If methemoglobin level is 20-45%, dizziness, dyspnea, tachycardia, coughing, weakness, and headache can occur. If the level is greater than 45%, decreased levels of consciousness and fatigue can occur. When above 55%, cardiac arrhythmias or failure, acidosis, seizure, and coma can occur. If 70% is reached, death can occur.
First-line treatment (if levels are above 30%) is 1-2 mg/kg of IV methylene blue.10 Methylene blue reduces the oxidized state of hemoglobin back to the ferrous state (Fe2+), allowing the hemoglobin to readily pick up oxygen again, resulting in offloading to tissues.
Vitamin C works in the same manner and can be used to treat if methylene blue is contraindicated. Some contraindications for methylene blue are G6PD deficiency because it can cause hemolytic anemia, and pregnancy (category X) because it can lead to intestinal atresia and fetal death, especially if given in the second trimester.11 Furthermore, G6PD deficiency should be considered if the patient does not improve after the first dose of methylene blue.

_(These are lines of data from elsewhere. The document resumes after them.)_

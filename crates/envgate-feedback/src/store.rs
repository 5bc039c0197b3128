// store.rs — Append-only JSONL feedback journal.
//
// One journal per (environment, agent) pair, stored at
// `<data_dir>/<environment>/<agent>.jsonl`: one Outcome per line, so the
// file can be tailed and grepped while agents are running.
//
// All appends go through a single mutex-guarded file handle. Each record is
// serialized in memory and written with one unbuffered write, so a failed
// append never leaves bytes behind to be flushed with a later record. The
// sequence number is assigned inside the lock, so sequence order is file
// order. Snapshots take the same lock before re-reading the file and never
// observe a half-written record from this process.

use std::fs::{self, File, OpenOptions};
use std::io::{self, Write};
use std::path::{Path, PathBuf};
use std::sync::{Mutex, MutexGuard, PoisonError};

use crate::error::FeedbackError;
use crate::outcome::Outcome;

/// Options controlling how a store writes to disk.
#[derive(Debug, Clone, Copy, Default, PartialEq, Eq)]
pub struct StoreOptions {
    /// Call `sync_data` after every append. Slower, but a committed outcome
    /// survives power loss, not just a process crash.
    pub sync_writes: bool,
}

/// The committed content of a journal at one point in time.
#[derive(Debug, Clone, Default, PartialEq)]
pub struct Snapshot {
    /// Outcomes in file order (oldest first).
    pub outcomes: Vec<Outcome>,
    /// Complete lines that could not be parsed as an Outcome.
    pub corrupt_records: usize,
}

struct WriterState {
    /// `None` once the store has been closed.
    file: Option<File>,
    next_sequence: u64,
    /// Set when a write stopped after some bytes reached the file; the next
    /// append starts on a fresh line so the partial record cannot swallow it.
    dirty: bool,
}

/// A durable, concurrency-safe outcome journal for one agent in one
/// environment.
///
/// `FeedbackStore` is `Send + Sync`: share it behind an `Arc` and append
/// from as many threads as needed.
pub struct FeedbackStore {
    path: PathBuf,
    agent: String,
    environment: String,
    options: StoreOptions,
    state: Mutex<WriterState>,
}

impl FeedbackStore {
    /// Open (or create) the journal for `agent` in `environment` under
    /// `data_dir`, with default options.
    pub fn open(
        agent: &str,
        environment: &str,
        data_dir: impl AsRef<Path>,
    ) -> Result<Self, FeedbackError> {
        Self::open_with(agent, environment, data_dir, StoreOptions::default())
    }

    /// Open (or create) a journal with explicit options.
    ///
    /// Existing content is scanned to recover the next sequence number. If
    /// the file ends in an unterminated line (a crash mid-write), a newline
    /// is written first so the fragment stays isolated on its own line.
    pub fn open_with(
        agent: &str,
        environment: &str,
        data_dir: impl AsRef<Path>,
        options: StoreOptions,
    ) -> Result<Self, FeedbackError> {
        validate_key("agent", agent)?;
        validate_key("environment", environment)?;

        let dir = data_dir.as_ref().join(environment);
        fs::create_dir_all(&dir).map_err(|source| FeedbackError::Io {
            path: dir.clone(),
            source,
        })?;
        let path = dir.join(format!("{}.jsonl", agent));

        let (last_sequence, torn) = if path.exists() {
            recover(&path)?
        } else {
            (0, false)
        };

        // Append mode: existing records are never overwritten.
        let mut file = OpenOptions::new()
            .create(true)
            .append(true)
            .open(&path)
            .map_err(|source| FeedbackError::OpenFailed {
                path: path.clone(),
                source,
            })?;

        if torn {
            tracing::warn!(path = %path.display(), "journal ends in a torn record; isolating it");
            file.write_all(b"\n").map_err(|source| FeedbackError::Io {
                path: path.clone(),
                source,
            })?;
        }

        tracing::info!(
            path = %path.display(),
            next_sequence = last_sequence + 1,
            "opened feedback journal"
        );

        Ok(Self {
            path,
            agent: agent.to_string(),
            environment: environment.to_string(),
            options,
            state: Mutex::new(WriterState {
                file: Some(file),
                next_sequence: last_sequence + 1,
                dirty: false,
            }),
        })
    }

    /// Append an outcome to the journal.
    ///
    /// Assigns `outcome.sequence` and writes one line. On a write error the
    /// sequence number is not consumed and the record is not retried. If the
    /// line was written but `sync_data` failed, the record is in the journal
    /// and its sequence number stays taken.
    pub fn append(&self, outcome: &mut Outcome) -> Result<(), FeedbackError> {
        let mut guard = self.lock();
        let state = &mut *guard;

        let file = state.file.as_mut().ok_or_else(|| FeedbackError::Closed {
            path: self.path.clone(),
        })?;

        outcome.sequence = state.next_sequence;
        let mut line = Vec::new();
        if state.dirty {
            line.push(b'\n');
        }
        serde_json::to_writer(&mut line, outcome)?;
        line.push(b'\n');

        let (written, result) = write_record(file, &line);
        if let Err(source) = result {
            state.dirty |= written > 0;
            return Err(FeedbackError::Io {
                path: self.path.clone(),
                source,
            });
        }
        state.dirty = false;
        state.next_sequence += 1;

        if self.options.sync_writes {
            file.sync_data().map_err(|source| FeedbackError::Io {
                path: self.path.clone(),
                source,
            })?;
        }
        Ok(())
    }

    /// Read every committed outcome, including those written by earlier
    /// processes.
    pub fn snapshot(&self) -> Result<Snapshot, FeedbackError> {
        let guard = self.lock();
        let bytes = fs::read(&self.path).map_err(|source| FeedbackError::Io {
            path: self.path.clone(),
            source,
        })?;
        drop(guard);

        let (snapshot, _) = parse_journal(&bytes);
        if snapshot.corrupt_records > 0 {
            tracing::warn!(
                path = %self.path.display(),
                corrupt = snapshot.corrupt_records,
                "skipped corrupt journal records"
            );
        }
        Ok(snapshot)
    }

    /// Release the file handle. Later appends fail with
    /// [`FeedbackError::Closed`]; closing twice is a no-op.
    pub fn close(&self) -> Result<(), FeedbackError> {
        let file = self.lock().file.take();
        match file {
            Some(file) => {
                if self.options.sync_writes {
                    file.sync_all().map_err(|source| FeedbackError::Io {
                        path: self.path.clone(),
                        source,
                    })?;
                }
                tracing::info!(path = %self.path.display(), "closed feedback journal");
                Ok(())
            }
            None => Ok(()),
        }
    }

    /// Whether [`close`](Self::close) has been called.
    pub fn is_closed(&self) -> bool {
        self.lock().file.is_none()
    }

    /// Read any journal file without opening it for writing.
    ///
    /// Safe to call from a second process while an agent is appending: an
    /// unterminated trailing line is treated as not yet committed.
    pub fn read_journal(path: impl AsRef<Path>) -> Result<Snapshot, FeedbackError> {
        let path = path.as_ref();
        let bytes = fs::read(path).map_err(|source| FeedbackError::OpenFailed {
            path: path.to_path_buf(),
            source,
        })?;
        Ok(parse_journal(&bytes).0)
    }

    pub fn path(&self) -> &Path {
        &self.path
    }

    pub fn agent(&self) -> &str {
        &self.agent
    }

    pub fn environment(&self) -> &str {
        &self.environment
    }

    // A panic while holding the lock cannot leave a half-updated state:
    // the sequence only advances after a successful write.
    fn lock(&self) -> MutexGuard<'_, WriterState> {
        self.state.lock().unwrap_or_else(PoisonError::into_inner)
    }
}

impl std::fmt::Debug for FeedbackStore {
    fn fmt(&self, f: &mut std::fmt::Formatter<'_>) -> std::fmt::Result {
        f.debug_struct("FeedbackStore")
            .field("path", &self.path)
            .field("agent", &self.agent)
            .field("environment", &self.environment)
            .field("options", &self.options)
            .finish_non_exhaustive()
    }
}

/// Write `line` with unbuffered writes, reporting how many bytes reached
/// the file even when the write fails part-way.
fn write_record(file: &mut impl Write, line: &[u8]) -> (usize, io::Result<()>) {
    let mut written = 0;
    while written < line.len() {
        match file.write(&line[written..]) {
            Ok(0) => return (written, Err(io::ErrorKind::WriteZero.into())),
            Ok(n) => written += n,
            Err(e) if e.kind() == io::ErrorKind::Interrupted => {}
            Err(e) => return (written, Err(e)),
        }
    }
    (written, Ok(()))
}

/// Agent and environment names become path components.
fn validate_key(field: &'static str, value: &str) -> Result<(), FeedbackError> {
    let bad = value.trim().is_empty()
        || value.contains(['/', '\\', '\0'])
        || value == "."
        || value.contains("..");
    if bad {
        return Err(FeedbackError::InvalidKey {
            field,
            value: value.to_string(),
        });
    }
    Ok(())
}

/// Scan an existing journal: the highest sequence number in use, and
/// whether the file ends in an unterminated line.
fn recover(path: &Path) -> Result<(u64, bool), FeedbackError> {
    let bytes = fs::read(path).map_err(|source| FeedbackError::OpenFailed {
        path: path.to_path_buf(),
        source,
    })?;
    let (snapshot, tail) = parse_journal(&bytes);

    let mut last = snapshot
        .outcomes
        .iter()
        .map(|o| o.sequence)
        .max()
        .unwrap_or(0);

    // A complete record that only lost its newline becomes committed once
    // the newline is written, so its sequence is taken too.
    if let Some(tail) = tail {
        if let Ok(outcome) = serde_json::from_slice::<Outcome>(tail) {
            last = last.max(outcome.sequence);
        }
    }

    if snapshot.corrupt_records > 0 {
        tracing::warn!(
            path = %path.display(),
            corrupt = snapshot.corrupt_records,
            "journal contains corrupt records"
        );
    }
    Ok((last, tail.is_some()))
}

/// Split journal bytes into committed records and an optional unterminated
/// tail. Blank lines are skipped; complete lines that fail to parse are
/// counted as corrupt.
fn parse_journal(bytes: &[u8]) -> (Snapshot, Option<&[u8]>) {
    let mut snapshot = Snapshot::default();

    let (complete, tail) = match bytes.iter().rposition(|&b| b == b'\n') {
        Some(end) => (&bytes[..end], &bytes[end + 1..]),
        None => (&bytes[..0], bytes),
    };

    for line in complete.split(|&b| b == b'\n') {
        if line.iter().all(u8::is_ascii_whitespace) {
            continue;
        }
        match serde_json::from_slice::<Outcome>(line) {
            Ok(outcome) => snapshot.outcomes.push(outcome),
            Err(_) => snapshot.corrupt_records += 1,
        }
    }

    let tail = if tail.is_empty() { None } else { Some(tail) };
    (snapshot, tail)
}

An exchange transfusion can be considered if methylene blue does not resolve methemoglobinemia.10
Because acquired methemoglobinemia is a serious condition caused by an array of medications,9 emergency physicians as well as other care providers should know how methemoglobinemia presents, and all should be familiar with the treatment of choice.
Conclusion
Methemoglobinemia — a serious but treatable condition that presents with generalized cyanosis, an oxygen saturation percentage of mid- to high 80s, high pO2, dark-colored blood, and hypoxia resistant to 100% oxygen — can result from topical benzocaine. It is important to consider methemoglobinemia and perform an ABG if a patient presents similarly. If such signs are present along with a methemoglobin level of 30% or greater, and methemoglobinemia is determined to be acquired, then methylene blue is the treatment of choice.
Take-Home Points
- Consider methemoglobinemia if oxygen saturation level is mid- to high 80s, cyanosis is not improving with 100% FiO2, and dark-colored blood is present.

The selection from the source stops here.